# UK to Canada - Queries about work, debt etc



## thecornflake (Aug 8, 2008)

Hi,

I have some general queries that I couldn't find answers to elsewhere.

I work in IT and have 10 years experience. My wife stays at home as a housewife but does go to work in a shop on Saturdays. We have one child and another on the way.

If I get the required points but my wife doesn't what happens?

What happens to debts that we gave in the UK when we move to Canada - is it easy to keep making payments to the UK? 

We were thinking as we would not have enough for a deposit on a mortgage we would rent for a while - however I've heard rental prices can be a bit silly, especially in areas where jobs are plentiful. Is this right?

What kind of obstacles would I come across trying to get a job lined up before moving out there? 
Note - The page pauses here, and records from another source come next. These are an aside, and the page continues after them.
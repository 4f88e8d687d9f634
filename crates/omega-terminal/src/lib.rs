//! Omega Sector vault terminal.
//!
//! Wraps the pure logic in `omega-logic` with the interactive parts: the
//! numbered control-panel menu, command parsing, a line-based command source,
//! and the [`session::SessionController`] that runs the loop and is the only
//! place a collapse is handled.

pub mod command;
pub mod session;
pub mod source;

pub use command::Command;
pub use session::{DispatchError, SessionController, SessionOutcome, SessionState};
pub use source::{CommandSource, ConsoleSource, ScriptedSource};
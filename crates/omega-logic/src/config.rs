//! Session configuration.
//!
//! Controls how generated ids look and whether the random source is seeded.
//! The interactive terminal always runs with [`SessionConfig::default`];
//! tests and the headless harness pass their own.

use serde::{Deserialize, Serialize};
use thiserror::Error;

#[derive(Error, Debug, PartialEq, Eq)]
pub enum ConfigError {
    #[error("id prefix must not be empty")]
    EmptyPrefix,
    #[error("id range is empty: min {min} > max {max}")]
    EmptyIdRange { min: u32, max: u32 },
}

#[derive(Debug, Clone, PartialEq, Eq, Serialize, Deserialize)]
#[serde(default)]
pub struct SessionConfig {
    /// Prepended to every generated id.
    pub id_prefix: String,
    /// Inclusive lower bound of the numeric id suffix.
    pub id_min: u32,
    /// Inclusive upper bound of the numeric id suffix.
    pub id_max: u32,
    /// Seed for a deterministic random source; `None` draws from entropy.
    pub seed: Option<u64>,
}

impl Default for SessionConfig {
    fn default() -> Self {
        Self {
            id_prefix: "OBJ-".to_string(),
            id_min: 100,
            id_max: 999,
            seed: None,
        }
    }
}

impl SessionConfig {
    pub fn validate(&self) -> Result<(), ConfigError> {
        if self.id_prefix.is_empty() {
            return Err(ConfigError::EmptyPrefix);
        }
        if self.id_min > self.id_max {
            return Err(ConfigError::EmptyIdRange {
                min: self.id_min,
                max: self.id_max,
            });
        }
        Ok(())
    }

    /// Build an object id from a numeric suffix.
    pub fn format_id(&self, suffix: u32) -> String {
        format!("{}{}", self.id_prefix, suffix)
    }
}

#[cfg(test)]
mod tests {
    use super::*;

    #[test]
    fn test_default_is_valid() {
        let config = SessionConfig::default();
        assert_eq!(config.validate(), Ok(()));
        assert_eq!(config.format_id(417), "OBJ-417");
    }

    #[test]
    fn test_rejects_empty_prefix() {
        let config = SessionConfig {
            id_prefix: String::new(),
            ..Default::default()
        };
        assert_eq!(config.validate(), Err(ConfigError::EmptyPrefix));
    }

    #[test]
    fn test_rejects_inverted_range() {
        let config = SessionConfig {
            id_min: 10,
            id_max: 5,
            ..Default::default()
        };
        assert_eq!(
            config.validate(),
            Err(ConfigError::EmptyIdRange { min: 10, max: 5 })
        );
    }

    #[test]
    fn test_single_value_range_is_valid() {
        let config = SessionConfig {
            id_min: 7,
            id_max: 7,
            ..Default::default()
        };
        assert!(config.validate().is_ok());
    }
}
//! Where command lines come from.
//!
//! The session blocks on [`CommandSource::next_line`] and nothing else.
//! `Ok(None)` means the input is exhausted.

use std::collections::VecDeque;
use std::io::{self, BufRead};

pub trait CommandSource {
    fn next_line(&mut self) -> io::Result<Option<String>>;
}

/// Reads lines from any buffered reader, normally locked stdin.
pub struct ConsoleSource<R: BufRead> {
    reader: R,
}

impl<R: BufRead> ConsoleSource<R> {
    pub fn new(reader: R) -> Self {
        Self { reader }
    }
}

impl ConsoleSource<io::StdinLock<'static>> {
    pub fn stdin() -> Self {
        Self::new(io::stdin().lock())
    }
}

impl<R: BufRead> CommandSource for ConsoleSource<R> {
    fn next_line(&mut self) -> io::Result<Option<String>> {
        let mut line = String::new();
        if self.reader.read_line(&mut line)? == 0 {
            return Ok(None);
        }
        let trimmed = line.trim_end_matches(['\n', '\r']).len();
        line.truncate(trimmed);
        Ok(Some(line))
    }
}

/// Deterministic stand-in that replays queued lines.
#[derive(Debug, Clone, Default)]
pub struct ScriptedSource {
    lines: VecDeque<String>,
}

impl ScriptedSource {
    pub fn new<I, S>(lines: I) -> Self
    where
        I: IntoIterator<Item = S>,
        S: Into<String>,
    {
        Self {
            lines: lines.into_iter().map(Into::into).collect(),
        }
    }

    pub fn remaining(&self) -> usize {
        self.lines.len()
    }
}

impl CommandSource for ScriptedSource {
    fn next_line(&mut self) -> io::Result<Option<String>> {
        Ok(self.lines.pop_front())
    }
}
//! Error types for prauthors-core

/// Result type alias for prauthors operations
pub type Result<T> = std::result::Result<T, Error>;

/// Main error type for prauthors operations
#[derive(Debug, thiserror::Error)]
pub enum Error {
    /// Git history query error (bad range, missing repository)
    #[error("Git error: {0}")]
    Git(String),

    /// Invalid configuration
    #[error("Configuration error: {0}")]
    Config(String),

    /// I/O error
    #[error("I/O error: {0}")]
    Io(#[from] std::io::Error),

    /// Runtime error (Tokio, task join, etc.)
    #[error("Runtime error: {0}")]
    Runtime(String),

    /// HTTP/API transport error
    #[error("HTTP error: {0}")]
    Http(String),

    /// The token lacks permission for the requested resource (401/403)
    #[error("Access denied: {0}")]
    AccessDenied(String),

    /// The requested resource does not exist (404)
    #[error("Not found: {0}")]
    NotFound(String),

    /// GitHub event payload parsing error
    #[error("Event parse error: {0}")]
    EventParse(String),

    /// JSON (de)serialization error
    #[error("JSON error: {0}")]
    Json(String),

    /// Other errors
    #[error("Error: {0}")]
    Other(String),
}

impl From<git2::Error> for Error {
    fn from(err: git2::Error) -> Self {
        Error::Git(err.message().to_string())
    }
}

impl From<reqwest::Error> for Error {
    fn from(err: reqwest::Error) -> Self {
        // without_url() keeps query strings out of the message
        Error::Http(err.without_url().to_string())
    }
}

impl From<serde_json::Error> for Error {
    fn from(err: serde_json::Error) -> Self {
        Error::Json(err.to_string())
    }
}

/// Fieldless error category for cheap pattern matching.
#[derive(Debug, Clone, Copy, PartialEq, Eq)]
#[repr(u8)]
pub enum ErrorKind {
    /// Git history query error
    Git,
    /// Configuration error
    Config,
    /// I/O operation error
    Io,
    /// Runtime error
    Runtime,
    /// HTTP/API transport error
    Http,
    /// Permission error
    AccessDenied,
    /// Missing resource
    NotFound,
    /// GitHub event parsing error
    EventParse,
    /// JSON error
    Json,
    /// Other errors
    Other,
}

impl Error {
    /// Get the error kind.
    #[inline]
    pub const fn kind(&self) -> ErrorKind {
        match self {
            Error::Git(_) => ErrorKind::Git,
            Error::Config(_) => ErrorKind::Config,
            Error::Io(_) => ErrorKind::Io,
            Error::Runtime(_) => ErrorKind::Runtime,
            Error::Http(_) => ErrorKind::Http,
            Error::AccessDenied(_) => ErrorKind::AccessDenied,
            Error::NotFound(_) => ErrorKind::NotFound,
            Error::EventParse(_) => ErrorKind::EventParse,
            Error::Json(_) => ErrorKind::Json,
            Error::Other(_) => ErrorKind::Other,
        }
    }

    /// Borrow the error message.
    #[inline]
    pub fn message(&self) -> &str {
        match self {
            Error::Git(msg)
            | Error::Config(msg)
            | Error::Runtime(msg)
            | Error::Http(msg)
            | Error::AccessDenied(msg)
            | Error::NotFound(msg)
            | Error::EventParse(msg)
            | Error::Json(msg)
            | Error::Other(msg) => msg,
            Error::Io(_) => "I/O error",
        }
    }

    /// Whether this error means the commit source could not be reached.
    ///
    /// Such errors end a run with nothing exported instead of failing the
    /// pipeline. Only configuration mistakes and runtime faults fall outside.
    pub const fn is_unavailable(&self) -> bool {
        matches!(
            self.kind(),
            ErrorKind::Git
                | ErrorKind::Http
                | ErrorKind::AccessDenied
                | ErrorKind::NotFound
                | ErrorKind::EventParse
                | ErrorKind::Json
                | ErrorKind::Io
        )
    }
}
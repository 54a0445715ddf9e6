//! Core type definitions

use std::borrow::Cow;
use std::fmt;

/// One commit as seen by the resolver.
///
/// `author` is `None` when the source reported a commit without a git author
/// (the REST API returns `null` for some imported commits).
#[derive(Debug, Clone, PartialEq, Eq)]
pub struct CommitRecord {
    /// Git author, if any
    pub author: Option<CommitAuthor>,
    /// Platform account login linked to the commit
    pub login: Option<String>,
}

/// Git author name/email pair
#[derive(Debug, Clone, PartialEq, Eq)]
pub struct CommitAuthor {
    /// Author name
    pub name: String,
    /// Author email, compared exactly
    pub email: String,
}

impl CommitRecord {
    /// Build a record from a name/email pair without a login
    pub fn new(name: impl Into<String>, email: impl Into<String>) -> Self {
        Self {
            author: Some(CommitAuthor {
                name: name.into(),
                email: email.into(),
            }),
            login: None,
        }
    }

    /// Attach a platform login
    pub fn with_login(mut self, login: impl Into<String>) -> Self {
        self.login = Some(login.into());
        self
    }

    /// A record whose author is unknown
    pub fn authorless(login: Option<String>) -> Self {
        Self {
            author: None,
            login,
        }
    }
}

/// Canonical `Name <email>` display string
impl fmt::Display for CommitAuthor {
    fn fmt(&self, f: &mut fmt::Formatter<'_>) -> fmt::Result {
        write!(f, "{} <{}>", self.name, self.email)
    }
}

/// Pull request being built
#[derive(Debug, Clone, PartialEq, Eq)]
pub struct PullRequestContext {
    /// Repository owner
    pub owner: String,
    /// Repository name
    pub repo: String,
    /// Pull request number
    pub number: u64,
}

/// Which side of an explicit commit range is part of the history query
#[derive(Debug, Clone, Copy, PartialEq, Eq, Default)]
pub enum RangeBounds {
    /// Start commit included, end commit excluded
    #[default]
    StartInclusive,
    /// Start commit excluded, end commit included (`git log start..end`)
    EndInclusive,
}

impl RangeBounds {
    /// Parse from a config string
    pub fn parse(s: &str) -> Option<Self> {
        match s.trim().to_ascii_lowercase().as_str() {
            "start-inclusive" | "start_inclusive" | "since" => Some(Self::StartInclusive),
            "end-inclusive" | "end_inclusive" | "git" => Some(Self::EndInclusive),
            _ => None,
        }
    }

    /// Get string representation
    pub const fn as_str(&self) -> &'static str {
        match self {
            Self::StartInclusive => "start-inclusive",
            Self::EndInclusive => "end-inclusive",
        }
    }
}

/// What to do when the pull request commit list cannot be fetched
#[derive(Debug, Clone, Copy, PartialEq, Eq, Default)]
pub enum ApiFailurePolicy {
    /// Stop and export nothing
    #[default]
    Terminate,
    /// List repository commits instead
    RepositoryFallback,
}

impl ApiFailurePolicy {
    /// Parse from a config string
    pub fn parse(s: &str) -> Option<Self> {
        match s.trim().to_ascii_lowercase().as_str() {
            "terminate" | "skip" => Some(Self::Terminate),
            "repository-fallback" | "repository_fallback" | "fallback" => {
                Some(Self::RepositoryFallback)
            }
            _ => None,
        }
    }
}

/// Resolver configuration, borrowing from CLI args where possible
#[derive(Debug, Clone)]
pub struct InputConfig<'a> {
    /// Explicit range start (`start_commit`)
    pub start_commit: Option<Cow<'a, str>>,
    /// Explicit range end (`end_commit`)
    pub end_commit: Option<Cow<'a, str>>,
    /// Working copy for history queries
    pub repo_path: Option<Cow<'a, str>>,
    /// Range inclusion policy
    pub range_bounds: RangeBounds,

    /// Pull request under build
    pub pull_request: Option<PullRequestContext>,
    /// Repository owner/name, when known outside a PR
    pub repository: Option<(String, String)>,

    /// Assignee logins to resolve when not building a PR
    pub assignees: Option<Vec<Cow<'a, str>>>,

    /// Behavior when the PR commit list cannot be fetched
    pub api_failure: ApiFailurePolicy,
    /// List repository commits when there is no PR context
    pub repository_fallback: bool,
    /// Page limit for repository commit listings
    pub max_repository_pages: u32,
}

impl<'a> InputConfig<'a> {
    /// Both boundary commits, when both are present and non-empty
    pub fn commit_range(&self) -> Option<(&str, &str)> {
        match (self.start_commit.as_deref(), self.end_commit.as_deref()) {
            (Some(start), Some(end)) if !start.is_empty() && !end.is_empty() => {
                Some((start, end))
            }
            _ => None,
        }
    }

    /// Owner/repo for repository-wide queries, preferring the PR context
    pub fn owner_repo(&self) -> Option<(&str, &str)> {
        if let Some(pr) = &self.pull_request {
            return Some((pr.owner.as_str(), pr.repo.as_str()));
        }
        self.repository
            .as_ref()
            .map(|(owner, repo)| (owner.as_str(), repo.as_str()))
    }
}

impl<'a> Default for InputConfig<'a> {
    fn default() -> Self {
        Self {
            start_commit: None,
            end_commit: None,
            repo_path: None,
            range_bounds: RangeBounds::default(),
            pull_request: None,
            repository: None,
            assignees: None,
            api_failure: ApiFailurePolicy::default(),
            repository_fallback: false,
            max_repository_pages: 1,
        }
    }
}

/// Aggregated author information for one run
#[derive(Debug, Clone, Default, PartialEq, Eq)]
pub struct ResolvedAuthors {
    /// `Name <email>` strings in order of first sight
    pub authors: Vec<String>,
    /// Highest per-email commit count, 0 when nothing was counted
    pub max_commit_count: u32,
}

/// Explicit range echoed back to the environment
#[derive(Debug, Clone, PartialEq, Eq)]
pub struct RangeEcho {
    /// Start boundary as given
    pub start_commit: String,
    /// End boundary as given
    pub end_commit: String,
    /// Working copy path, when one was given
    pub repo_path: Option<String>,
}

/// Why a run produced no output
#[derive(Debug, Clone, Copy, PartialEq, Eq)]
pub enum SkipReason {
    /// Not a pull request build and no override
    NoContext,
    /// Every planned source was unavailable
    SourceUnavailable,
}

impl SkipReason {
    /// Get string representation
    pub const fn as_str(&self) -> &'static str {
        match self {
            Self::NoContext => "no_context",
            Self::SourceUnavailable => "source_unavailable",
        }
    }
}

/// Outcome of a resolver run
#[derive(Debug, Clone, PartialEq, Eq)]
pub enum Resolution {
    /// Authors resolved and ready to export
    Resolved {
        /// Aggregated authors
        authors: ResolvedAuthors,
        /// Explicit range, when the override was used
        range: Option<RangeEcho>,
    },
    /// Nothing to export
    Skipped(SkipReason),
}

impl Resolution {
    /// Whether anything will be exported
    pub fn is_resolved(&self) -> bool {
        matches!(self, Resolution::Resolved { .. })
    }
}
Given all the above including the fact I would need a job in IT where would be a good area to aim for? We'd like to be close to nice scenic areas and would rather be in a town than a large city. Weather doesn't concern me that much.


----------



## Bevdeforges (Nov 16, 2007)

Hi and welcome to the forum.

If you qualify for a visa under the points system, I believe there is no problem in bringing your wife and children with you as dependents. I'm not certain what her working status will be, but you can find out more on the Canadian Immigration and Citizenship site here: Welcome to Citizenship and Immigration Canada

If you've got debts to pay off back in the UK after you move, it's usually best to keep an account open back there to use in paying bills. Paying overseas bills can be tricky and (worse) expensive, especially as exchange rates fluctuate so having a bank account back in the UK can simplify the process.

As far as finding a job before you move, usually the best tactic is to allow for making one or two trips over (at your own expense) to handle interviews and pre-move matters (e.g. house hunting). Mention in your cover letters when applying for jobs that you will be in the area (or in Canada) "in the near future" and available to meet with them at that time. If they know they don't have to fly you over from the UK to check you out, they may be more inclined to talk to you. 

Once you get a nibble, book a one or two week trip, and recontact companies in the area with details of your visit to see if you can score a couple other interviews "while you're in town." If you have a strong CV, you could have a busy trip.
Cheers,
Bev


----------